Assignment
All that should come back is the lines of the data below from the one containing "Detection and Factory" to the one containing "pub fn in_memory()", inclusive, exactly as they stand.

Stored data:
◇ ◇ ◇

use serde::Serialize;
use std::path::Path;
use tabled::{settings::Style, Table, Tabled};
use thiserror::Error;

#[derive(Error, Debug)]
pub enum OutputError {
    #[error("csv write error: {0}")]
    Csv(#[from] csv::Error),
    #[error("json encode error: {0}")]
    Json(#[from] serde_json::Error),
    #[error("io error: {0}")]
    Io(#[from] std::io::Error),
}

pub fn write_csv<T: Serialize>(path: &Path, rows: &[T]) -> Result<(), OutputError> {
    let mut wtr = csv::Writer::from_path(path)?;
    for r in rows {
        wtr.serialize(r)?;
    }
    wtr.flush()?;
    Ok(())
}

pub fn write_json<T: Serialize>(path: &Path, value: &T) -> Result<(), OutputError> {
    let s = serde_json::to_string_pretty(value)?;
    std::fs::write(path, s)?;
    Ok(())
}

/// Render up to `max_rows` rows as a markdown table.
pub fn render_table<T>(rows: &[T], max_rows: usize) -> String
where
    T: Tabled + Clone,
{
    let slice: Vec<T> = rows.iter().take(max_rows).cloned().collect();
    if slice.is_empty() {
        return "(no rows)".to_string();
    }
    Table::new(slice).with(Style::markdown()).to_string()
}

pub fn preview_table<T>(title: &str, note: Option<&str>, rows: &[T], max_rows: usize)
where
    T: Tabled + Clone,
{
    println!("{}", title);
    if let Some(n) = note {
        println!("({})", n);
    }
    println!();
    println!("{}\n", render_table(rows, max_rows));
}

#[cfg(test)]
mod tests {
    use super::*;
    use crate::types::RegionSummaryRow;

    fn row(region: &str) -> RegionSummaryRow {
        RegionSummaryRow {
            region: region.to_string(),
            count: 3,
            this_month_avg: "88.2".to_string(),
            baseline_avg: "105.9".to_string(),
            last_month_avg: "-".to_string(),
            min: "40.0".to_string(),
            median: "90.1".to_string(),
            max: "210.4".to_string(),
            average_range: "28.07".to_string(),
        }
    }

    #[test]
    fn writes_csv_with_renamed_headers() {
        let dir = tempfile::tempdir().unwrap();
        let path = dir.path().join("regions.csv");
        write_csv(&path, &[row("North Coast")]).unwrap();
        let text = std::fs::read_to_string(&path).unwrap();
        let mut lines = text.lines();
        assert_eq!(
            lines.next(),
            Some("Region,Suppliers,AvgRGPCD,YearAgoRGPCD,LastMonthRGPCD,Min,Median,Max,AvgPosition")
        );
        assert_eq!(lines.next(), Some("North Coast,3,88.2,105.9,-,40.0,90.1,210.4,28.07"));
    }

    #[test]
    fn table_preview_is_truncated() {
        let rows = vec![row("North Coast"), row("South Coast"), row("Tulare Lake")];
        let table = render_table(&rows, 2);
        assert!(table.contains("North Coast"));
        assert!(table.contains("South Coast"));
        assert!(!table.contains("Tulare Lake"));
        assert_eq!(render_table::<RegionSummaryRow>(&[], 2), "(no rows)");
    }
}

◇ ◇ ◇

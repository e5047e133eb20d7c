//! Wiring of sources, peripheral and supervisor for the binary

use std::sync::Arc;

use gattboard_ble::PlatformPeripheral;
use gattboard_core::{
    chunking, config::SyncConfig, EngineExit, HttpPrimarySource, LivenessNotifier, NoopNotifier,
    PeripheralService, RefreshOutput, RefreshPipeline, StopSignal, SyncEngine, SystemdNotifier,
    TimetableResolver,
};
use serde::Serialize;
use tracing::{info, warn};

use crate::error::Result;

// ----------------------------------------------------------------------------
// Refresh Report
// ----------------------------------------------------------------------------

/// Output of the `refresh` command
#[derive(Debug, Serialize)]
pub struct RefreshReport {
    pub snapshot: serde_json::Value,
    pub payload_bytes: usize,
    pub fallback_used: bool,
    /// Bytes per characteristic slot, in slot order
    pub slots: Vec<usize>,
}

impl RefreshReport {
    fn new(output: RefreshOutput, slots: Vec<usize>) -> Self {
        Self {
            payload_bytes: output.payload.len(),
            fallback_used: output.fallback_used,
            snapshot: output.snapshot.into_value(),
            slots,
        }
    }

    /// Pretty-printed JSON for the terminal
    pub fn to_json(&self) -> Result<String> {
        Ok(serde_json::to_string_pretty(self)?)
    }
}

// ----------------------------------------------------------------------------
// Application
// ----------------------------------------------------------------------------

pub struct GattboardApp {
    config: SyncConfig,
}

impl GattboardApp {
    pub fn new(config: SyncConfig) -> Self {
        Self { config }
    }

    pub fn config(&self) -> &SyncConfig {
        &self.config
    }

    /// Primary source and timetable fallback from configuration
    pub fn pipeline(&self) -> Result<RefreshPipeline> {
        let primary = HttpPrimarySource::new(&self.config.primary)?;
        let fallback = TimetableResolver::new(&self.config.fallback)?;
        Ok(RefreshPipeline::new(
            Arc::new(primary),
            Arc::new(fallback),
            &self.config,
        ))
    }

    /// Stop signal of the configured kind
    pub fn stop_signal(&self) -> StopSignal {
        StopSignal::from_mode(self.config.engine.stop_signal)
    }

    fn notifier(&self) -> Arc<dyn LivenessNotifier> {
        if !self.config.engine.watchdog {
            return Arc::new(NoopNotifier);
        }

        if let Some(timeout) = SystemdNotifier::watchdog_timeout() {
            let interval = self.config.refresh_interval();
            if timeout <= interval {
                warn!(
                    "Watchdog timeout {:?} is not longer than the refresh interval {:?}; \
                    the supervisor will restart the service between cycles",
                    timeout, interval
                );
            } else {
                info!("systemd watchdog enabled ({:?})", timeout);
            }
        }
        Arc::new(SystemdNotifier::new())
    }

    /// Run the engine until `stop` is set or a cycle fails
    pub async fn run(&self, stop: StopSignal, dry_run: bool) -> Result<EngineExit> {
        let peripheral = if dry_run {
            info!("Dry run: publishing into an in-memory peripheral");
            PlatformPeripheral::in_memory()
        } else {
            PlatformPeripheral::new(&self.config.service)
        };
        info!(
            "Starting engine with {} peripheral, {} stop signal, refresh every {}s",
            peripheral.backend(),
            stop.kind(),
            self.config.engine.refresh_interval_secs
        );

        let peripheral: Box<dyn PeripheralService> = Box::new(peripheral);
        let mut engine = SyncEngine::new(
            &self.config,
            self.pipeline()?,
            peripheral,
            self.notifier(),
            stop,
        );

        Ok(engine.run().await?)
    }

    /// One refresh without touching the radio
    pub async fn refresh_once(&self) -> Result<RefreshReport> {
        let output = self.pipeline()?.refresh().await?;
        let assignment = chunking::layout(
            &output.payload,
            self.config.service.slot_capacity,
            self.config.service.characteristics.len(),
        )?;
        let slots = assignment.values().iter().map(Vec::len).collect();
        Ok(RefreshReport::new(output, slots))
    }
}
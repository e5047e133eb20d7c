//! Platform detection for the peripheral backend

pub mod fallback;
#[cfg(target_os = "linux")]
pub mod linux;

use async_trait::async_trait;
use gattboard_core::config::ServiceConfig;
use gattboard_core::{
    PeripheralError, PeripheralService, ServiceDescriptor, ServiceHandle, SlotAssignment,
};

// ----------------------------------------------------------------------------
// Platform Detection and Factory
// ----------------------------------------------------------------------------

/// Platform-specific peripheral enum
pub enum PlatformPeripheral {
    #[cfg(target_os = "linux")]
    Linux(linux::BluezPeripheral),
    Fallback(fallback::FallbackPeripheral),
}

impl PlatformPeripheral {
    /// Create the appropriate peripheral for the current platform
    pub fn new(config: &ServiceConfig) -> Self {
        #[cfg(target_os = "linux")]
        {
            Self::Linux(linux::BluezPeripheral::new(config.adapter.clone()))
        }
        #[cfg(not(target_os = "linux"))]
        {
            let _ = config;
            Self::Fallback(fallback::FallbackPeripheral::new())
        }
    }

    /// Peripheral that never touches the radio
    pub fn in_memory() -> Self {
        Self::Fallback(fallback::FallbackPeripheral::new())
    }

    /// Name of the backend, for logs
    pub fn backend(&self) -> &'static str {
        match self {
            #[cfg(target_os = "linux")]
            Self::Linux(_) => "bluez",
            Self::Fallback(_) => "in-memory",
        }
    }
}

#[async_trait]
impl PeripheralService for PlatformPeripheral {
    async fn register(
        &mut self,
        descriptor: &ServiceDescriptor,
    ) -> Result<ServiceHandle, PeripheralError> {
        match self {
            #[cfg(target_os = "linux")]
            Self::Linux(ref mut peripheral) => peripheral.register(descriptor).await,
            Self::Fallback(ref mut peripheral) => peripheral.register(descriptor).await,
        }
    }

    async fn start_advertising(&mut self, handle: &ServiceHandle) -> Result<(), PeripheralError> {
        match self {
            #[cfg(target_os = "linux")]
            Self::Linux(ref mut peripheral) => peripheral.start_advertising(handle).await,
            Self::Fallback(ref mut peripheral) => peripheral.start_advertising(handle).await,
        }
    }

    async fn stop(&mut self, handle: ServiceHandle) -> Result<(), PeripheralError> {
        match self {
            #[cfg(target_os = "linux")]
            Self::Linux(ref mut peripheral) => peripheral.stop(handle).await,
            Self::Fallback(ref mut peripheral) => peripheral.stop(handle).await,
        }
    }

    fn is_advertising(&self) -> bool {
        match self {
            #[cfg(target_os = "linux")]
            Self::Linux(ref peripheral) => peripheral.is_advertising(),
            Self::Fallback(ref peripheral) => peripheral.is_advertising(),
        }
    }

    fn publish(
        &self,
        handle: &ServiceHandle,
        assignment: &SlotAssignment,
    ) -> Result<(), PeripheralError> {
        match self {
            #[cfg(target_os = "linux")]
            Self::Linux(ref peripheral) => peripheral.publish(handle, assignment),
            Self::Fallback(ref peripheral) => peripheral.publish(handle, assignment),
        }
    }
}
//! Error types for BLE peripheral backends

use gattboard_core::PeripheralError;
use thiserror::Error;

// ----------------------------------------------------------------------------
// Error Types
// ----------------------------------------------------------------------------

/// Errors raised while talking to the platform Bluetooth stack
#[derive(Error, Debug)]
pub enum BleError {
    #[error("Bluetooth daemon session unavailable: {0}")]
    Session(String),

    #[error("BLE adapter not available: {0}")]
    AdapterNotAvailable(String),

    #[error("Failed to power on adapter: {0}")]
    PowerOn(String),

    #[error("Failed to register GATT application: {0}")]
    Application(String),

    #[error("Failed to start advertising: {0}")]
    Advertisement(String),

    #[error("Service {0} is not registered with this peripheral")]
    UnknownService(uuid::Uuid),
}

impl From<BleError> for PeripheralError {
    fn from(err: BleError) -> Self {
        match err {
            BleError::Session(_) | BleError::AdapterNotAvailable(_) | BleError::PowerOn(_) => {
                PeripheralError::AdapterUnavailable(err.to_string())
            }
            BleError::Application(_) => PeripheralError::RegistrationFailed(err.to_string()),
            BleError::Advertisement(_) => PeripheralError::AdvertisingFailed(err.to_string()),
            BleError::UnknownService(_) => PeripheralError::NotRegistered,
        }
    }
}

◇ ◇ ◇

Task answer
// Platform Detection and Factory
// ----------------------------------------------------------------------------

/// Platform-specific peripheral enum
pub enum PlatformPeripheral {
    #[cfg(target_os = "linux")]
    Linux(linux::BluezPeripheral),
    Fallback(fallback::FallbackPeripheral),
}

impl PlatformPeripheral {
    /// Create the appropriate peripheral for the current platform
    pub fn new(config: &ServiceConfig) -> Self {
        #[cfg(target_os = "linux")]
        {
            Self::Linux(linux::BluezPeripheral::new(config.adapter.clone()))
        }
        #[cfg(not(target_os = "linux"))]
        {
            let _ = config;
            Self::Fallback(fallback::FallbackPeripheral::new())
        }
    }

    /// Peripheral that never touches the radio
    pub fn in_memory() -> Self {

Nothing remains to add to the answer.